YOUR ASSIGNMENT: Reproduce the entries that follow verbatim, down to the final line.

________________________

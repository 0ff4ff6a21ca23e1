//! # evaluate Subcommand
//!
//! Evaluates one ruleset file against an input document shaped like
//! `{subjectRef, window, action_code, problemState, uncertaintyEnvelope,
//! permissionSet}` and prints `{verdict, ruleset_status}`.

use std::path::PathBuf;

use anyhow::{Context, Result};
use clap::Args;

use geox_harness::{evaluate, EvaluateInput, EvaluateResult};

#[derive(Args, Debug)]
pub struct EvaluateArgs {
    /// Ruleset JSON file.
    #[arg(long)]
    pub ruleset: PathBuf,

    /// Evaluation input JSON file.
    #[arg(long)]
    pub input: PathBuf,

    /// YAML constitution tables replacing the v0 taxonomy and input paths.
    #[arg(long)]
    pub constitution: Option<PathBuf>,
}

pub fn evaluate_file(args: &EvaluateArgs) -> Result<EvaluateResult> {
    let constitution = crate::load_constitution(args.constitution.as_deref())?;
    let input: EvaluateInput = crate::read_json(&args.input, "evaluation input")?;
    evaluate(&args.ruleset, &input, &constitution)
        .with_context(|| format!("evaluating ruleset: {}", args.ruleset.display()))
}

pub fn run_evaluate(args: &EvaluateArgs) -> Result<u8> {
    let result = evaluate_file(args)?;
    crate::print_json(&result)?;
    Ok(0)
}
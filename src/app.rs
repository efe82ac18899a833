//! Caption application entry point.
//!
//! Orchestrates the complete flow: capture → window → transcribe → print.

use crate::audio::source::AudioSource;
use crate::caption::pipeline::{CaptionHandle, CaptionPipeline, CaptionPipelineConfig};
use crate::caption::sink::TextSink;
use crate::config::Config;
use crate::error::{LivecapError, Result};
use crate::models::download::{find_any_installed_model, is_model_installed, model_path};
use crate::stt::transcriber::Transcriber;
use crate::stt::whisper::{WhisperConfig, WhisperTranscriber};
use std::path::PathBuf;
use std::sync::Arc;

/// Owns at most one running caption pipeline.
///
/// `start` on a running session and `stop` on an idle one are no-ops, so
/// callers can wire both to the same hotkey or signal without bookkeeping.
pub struct CaptionSession {
    config: CaptionPipelineConfig,
    handle: Option<CaptionHandle>,
}

impl CaptionSession {
    pub fn new(config: CaptionPipelineConfig) -> Self {
        Self {
            config,
            handle: None,
        }
    }

    pub fn is_running(&self) -> bool {
        self.handle.as_ref().is_some_and(CaptionHandle::is_running)
    }

    /// Start captioning. Does nothing if already running.
    ///
    /// # Errors
    /// Propagates source start failures; the session stays idle.
    pub fn start(
        &mut self,
        source: Box<dyn AudioSource>,
        transcriber: Arc<dyn Transcriber>,
        sink: Box<dyn TextSink>,
    ) -> Result<()> {
        if self.is_running() {
            return Ok(());
        }

        let pipeline = CaptionPipeline::new(self.config.clone());
        self.handle = Some(pipeline.start(source, transcriber, sink)?);
        Ok(())
    }

    /// Stop captioning and return the sink's finish result. Does nothing if
    /// already idle.
    pub fn stop(&mut self) -> Option<String> {
        self.handle.take().and_then(CaptionHandle::stop)
    }
}

/// Run live captions from an audio device until Ctrl+C.
#[cfg(all(feature = "cpal-audio", feature = "cli"))]
pub async fn run_live_command(
    config: Config,
    quiet: bool,
    verbosity: u8,
    no_download: bool,
) -> Result<()> {
    use crate::audio::capture::{CpalAudioSource, suppress_audio_warnings};

    suppress_audio_warnings();
    config.validate()?;

    if !quiet {
        eprintln!("Loading model '{}'...", config.stt.model);
    }
    let transcriber = create_transcriber(&config, quiet, no_download).await?;

    let source = CpalAudioSource::new(
        config.audio.device.as_deref(),
        config.audio.sample_rate,
        config.audio.channels,
    )?;
    if verbosity >= 1 {
        eprintln!("Capturing from '{}'", source.device_name());
    }
    if !quiet {
        eprintln!("Listening. Ctrl+C to stop.");
    }

    let sink: Box<dyn TextSink> = Box::new(crate::output::ConsoleSink::new());
    let mut session = CaptionSession::new(CaptionPipelineConfig::from_config(&config));
    session.start(Box::new(source), transcriber, sink)?;

    tokio::signal::ctrl_c()
        .await
        .map_err(|e| LivecapError::Other(format!("failed to wait for Ctrl+C: {}", e)))?;

    if !quiet {
        eprintln!("\nShutting down...");
    }
    session.stop();
    Ok(())
}

/// Caption WAV data piped to stdin, printing lines as they are produced.
pub async fn run_pipe_command(config: Config, quiet: bool, no_download: bool) -> Result<()> {
    use crate::audio::wav::WavFrameSource;
    use crate::caption::sink::StdoutSink;

    config.validate()?;

    let transcriber = create_transcriber(&config, quiet, no_download).await?;
    let source = WavFrameSource::from_stdin(config.audio.sample_rate)?;

    let pipeline = CaptionPipeline::new(CaptionPipelineConfig::from_config(&config));
    let handle = pipeline.start(Box::new(source), transcriber, Box::new(StdoutSink::new()))?;

    // Finite source: the pipeline flushes and exits at end of input.
    handle.wait();
    Ok(())
}

/// Create the Whisper engine, downloading the model first if needed.
pub async fn create_transcriber(
    config: &Config,
    quiet: bool,
    no_download: bool,
) -> Result<Arc<dyn Transcriber>> {
    let model = ensure_model(&config.stt.model, quiet, no_download).await?;

    let whisper_config = WhisperConfig {
        model_path: build_model_path(&model)?,
        language: config.stt.language.clone(),
        threads: None,
    };

    Ok(Arc::new(WhisperTranscriber::new(whisper_config)?))
}

/// Make sure a model is on disk, returning the name actually used.
#[cfg(feature = "model-download")]
async fn ensure_model(model: &str, quiet: bool, no_download: bool) -> Result<String> {
    if is_model_installed(model) {
        return Ok(model.to_string());
    }

    if no_download {
        if let Some(fallback) = find_any_installed_model() {
            if !quiet {
                eprintln!(
                    "Model '{}' not installed (--no-download). Using '{}'.",
                    model, fallback
                );
            }
            return Ok(fallback);
        }
        return Err(LivecapError::ModelNotFound {
            path: model_path(model).to_string_lossy().to_string(),
        });
    }

    if !quiet {
        eprintln!("Downloading model '{}'...", model);
    }
    crate::models::download::download_model(model, !quiet).await?;
    Ok(model.to_string())
}

#[cfg(not(feature = "model-download"))]
async fn ensure_model(model: &str, quiet: bool, _no_download: bool) -> Result<String> {
    if is_model_installed(model) {
        return Ok(model.to_string());
    }
    if let Some(fallback) = find_any_installed_model() {
        if !quiet {
            eprintln!("Model '{}' not installed. Using '{}'.", model, fallback);
        }
        return Ok(fallback);
    }
    Err(LivecapError::ModelNotFound {
        path: model_path(model).to_string_lossy().to_string(),
    })
}

/// Resolve a model name or path to the ggml file to load.
///
/// Accepts absolute/relative paths, catalog names (must be installed), and
/// bare filenames looked up under `models/`.
fn build_model_path(model: &str) -> Result<PathBuf> {
    let path = PathBuf::from(model);

    if path.is_absolute() || path.exists() {
        return Ok(path);
    }

    if model.contains('/') || model.contains('\\') {
        return Ok(path);
    }

    if crate::models::catalog::get_model(model).is_some() {
        if is_model_installed(model) {
            return Ok(model_path(model));
        }
        return Err(LivecapError::ModelNotFound {
            path: model_path(model).to_string_lossy().to_string(),
        });
    }

    let filename = if model.ends_with(".bin") {
        model.to_string()
    } else {
        format!("ggml-{}.bin", model)
    };
    Ok(PathBuf::from("models").join(filename))
}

________________________

SOLVED EXERCISE:
repository 0ff4ff6a21ca23e1
//! # evaluate Subcommand
//!
//! Evaluates one ruleset file against an input document shaped like
//! `{subjectRef, window, action_code, problemState, uncertaintyEnvelope,
//! permissionSet}` and prints `{verdict, ruleset_status}`.

use std::path::PathBuf;

use anyhow::{Context, Result};
use clap::Args;

use geox_harness::{evaluate, EvaluateInput, EvaluateResult};

#[derive(Args, Debug)]
pub struct EvaluateArgs {
    /// Ruleset JSON file.
    #[arg(long)]
    pub ruleset: PathBuf,

    /// Evaluation input JSON file.
    #[arg(long)]
    pub input: PathBuf,

    /// YAML constitution tables replacing the v0 taxonomy and input paths.
    #[arg(long)]
    pub constitution: Option<PathBuf>,
}

pub fn evaluate_file(args: &EvaluateArgs) -> Result<EvaluateResult> {
    let constitution = crate::load_constitution(args.constitution.as_deref())?;
    let input: EvaluateInput = crate::read_json(&args.input, "evaluation input")?;
    evaluate(&args.ruleset, &input, &constitution)
        .with_context(|| format!("evaluating ruleset: {}", args.ruleset.display()))
}

pub fn run_evaluate(args: &EvaluateArgs) -> Result<u8> {
    let result = evaluate_file(args)?;
    crate::print_json(&result)?;
    Ok(0)
}
filename src/app.rs
repository efe82ac18899a833
//! Caption application entry point.
//!
//! Orchestrates the complete flow: capture → window → transcribe → print.

use crate::audio::source::AudioSource;
use crate::caption::pipeline::{CaptionHandle, CaptionPipeline, CaptionPipelineConfig};
use crate::caption::sink::TextSink;
use crate::config::Config;
use crate::error::{LivecapError, Result};
use crate::models::download::{find_any_installed_model, is_model_installed, model_path};
use crate::stt::transcriber::Transcriber;
use crate::stt::whisper::{WhisperConfig, WhisperTranscriber};
use std::path::PathBuf;
use std::sync::Arc;

/// Owns at most one running caption pipeline.
///
/// `start` on a running session and `stop` on an idle one are no-ops, so
/// callers can wire both to the same hotkey or signal without bookkeeping.
pub struct CaptionSession {
    config: CaptionPipelineConfig,
    handle: Option<CaptionHandle>,
}

impl CaptionSession {
    pub fn new(config: CaptionPipelineConfig) -> Self {
        Self {
            config,
            handle: None,
        }
    }

    pub fn is_running(&self) -> bool {
        self.handle.as_ref().is_some_and(CaptionHandle::is_running)
    }

    /// Start captioning. Does nothing if already running.
    ///
    /// # Errors
    /// Propagates source start failures; the session stays idle.
    pub fn start(
        &mut self,
        source: Box<dyn AudioSource>,
        transcriber: Arc<dyn Transcriber>,
        sink: Box<dyn TextSink>,
    ) -> Result<()> {
        if self.is_running() {
            return Ok(());
        }

        let pipeline = CaptionPipeline::new(self.config.clone());
        self.handle = Some(pipeline.start(source, transcriber, sink)?);
        Ok(())
    }

    /// Stop captioning and return the sink's finish result. Does nothing if
    /// already idle.
    pub fn stop(&mut self) -> Option<String> {
        self.handle.take().and_then(CaptionHandle::stop)
    }
}

/// Run live captions from an audio device until Ctrl+C.
#[cfg(all(feature = "cpal-audio", feature = "cli"))]
pub async fn run_live_command(
    config: Config,
    quiet: bool,
    verbosity: u8,
    no_download: bool,
) -> Result<()> {
    use crate::audio::capture::{CpalAudioSource, suppress_audio_warnings};

    suppress_audio_warnings();
    config.validate()?;

    if !quiet {
        eprintln!("Loading model '{}'...", config.stt.model);
    }
    let transcriber = create_transcriber(&config, quiet, no_download).await?;

    let source = CpalAudioSource::new(
        config.audio.device.as_deref(),
        config.audio.sample_rate,
        config.audio.channels,
    )?;
    if verbosity >= 1 {
        eprintln!("Capturing from '{}'", source.device_name());
    }
    if !quiet {
        eprintln!("Listening. Ctrl+C to stop.");
    }

    let sink: Box<dyn TextSink> = Box::new(crate::output::ConsoleSink::new());
    let mut session = CaptionSession::new(CaptionPipelineConfig::from_config(&config));
    session.start(Box::new(source), transcriber, sink)?;

    tokio::signal::ctrl_c()
        .await
        .map_err(|e| LivecapError::Other(format!("failed to wait for Ctrl+C: {}", e)))?;

    if !quiet {
        eprintln!("\nShutting down...");
    }
    session.stop();
    Ok(())
}

/// Caption WAV data piped to stdin, printing lines as they are produced.
pub async fn run_pipe_command(config: Config, quiet: bool, no_download: bool) -> Result<()> {
    use crate::audio::wav::WavFrameSource;
    use crate::caption::sink::StdoutSink;

    config.validate()?;

    let transcriber = create_transcriber(&config, quiet, no_download).await?;
    let source = WavFrameSource::from_stdin(config.audio.sample_rate)?;

    let pipeline = CaptionPipeline::new(CaptionPipelineConfig::from_config(&config));
    let handle = pipeline.start(Box::new(source), transcriber, Box::new(StdoutSink::new()))?;

    // Finite source: the pipeline flushes and exits at end of input.
    handle.wait();
    Ok(())
}

/// Create the Whisper engine, downloading the model first if needed.
pub async fn create_transcriber(
    config: &Config,
    quiet: bool,
    no_download: bool,
) -> Result<Arc<dyn Transcriber>> {
    let model = ensure_model(&config.stt.model, quiet, no_download).await?;

    let whisper_config = WhisperConfig {
        model_path: build_model_path(&model)?,
        language: config.stt.language.clone(),
        threads: None,
    };

    Ok(Arc::new(WhisperTranscriber::new(whisper_config)?))
}

/// Make sure a model is on disk, returning the name actually used.
#[cfg(feature = "model-download")]
async fn ensure_model(model: &str, quiet: bool, no_download: bool) -> Result<String> {
    if is_model_installed(model) {
        return Ok(model.to_string());
    }

    if no_download {
        if let Some(fallback) = find_any_installed_model() {
            if !quiet {
                eprintln!(
                    "Model '{}' not installed (--no-download). Using '{}'.",
                    model, fallback
                );
            }
            return Ok(fallback);
        }
        return Err(LivecapError::ModelNotFound {
            path: model_path(model).to_string_lossy().to_string(),
        });
    }

    if !quiet {
        eprintln!("Downloading model '{}'...", model);
    }
    crate::models::download::download_model(model, !quiet).await?;
    Ok(model.to_string())
}

#[cfg(not(feature = "model-download"))]
async fn ensure_model(model: &str, quiet: bool, _no_download: bool) -> Result<String> {
    if is_model_installed(model) {
        return Ok(model.to_string());
    }
    if let Some(fallback) = find_any_installed_model() {
        if !quiet {
            eprintln!("Model '{}' not installed. Using '{}'.", model, fallback);
        }
        return Ok(fallback);
    }
    Err(LivecapError::ModelNotFound {
        path: model_path(model).to_string_lossy().to_string(),
    })
}

/// Resolve a model name or path to the ggml file to load.
///
/// Accepts absolute/relative paths, catalog names (must be installed), and
/// bare filenames looked up under `models/`.
fn build_model_path(model: &str) -> Result<PathBuf> {
    let path = PathBuf::from(model);

    if path.is_absolute() || path.exists() {
        return Ok(path);
    }

    if model.contains('/') || model.contains('\\') {
        return Ok(path);
    }

    if crate::models::catalog::get_model(model).is_some() {
        if is_model_installed(model) {
            return Ok(model_path(model));
        }
        return Err(LivecapError::ModelNotFound {
            path: model_path(model).to_string_lossy().to_string(),
        });
    }

    let filename = if model.ends_with(".bin") {
        model.to_string()
    } else {
        format!("ggml-{}.bin", model)
    };
    Ok(PathBuf::from("models").join(filename))
}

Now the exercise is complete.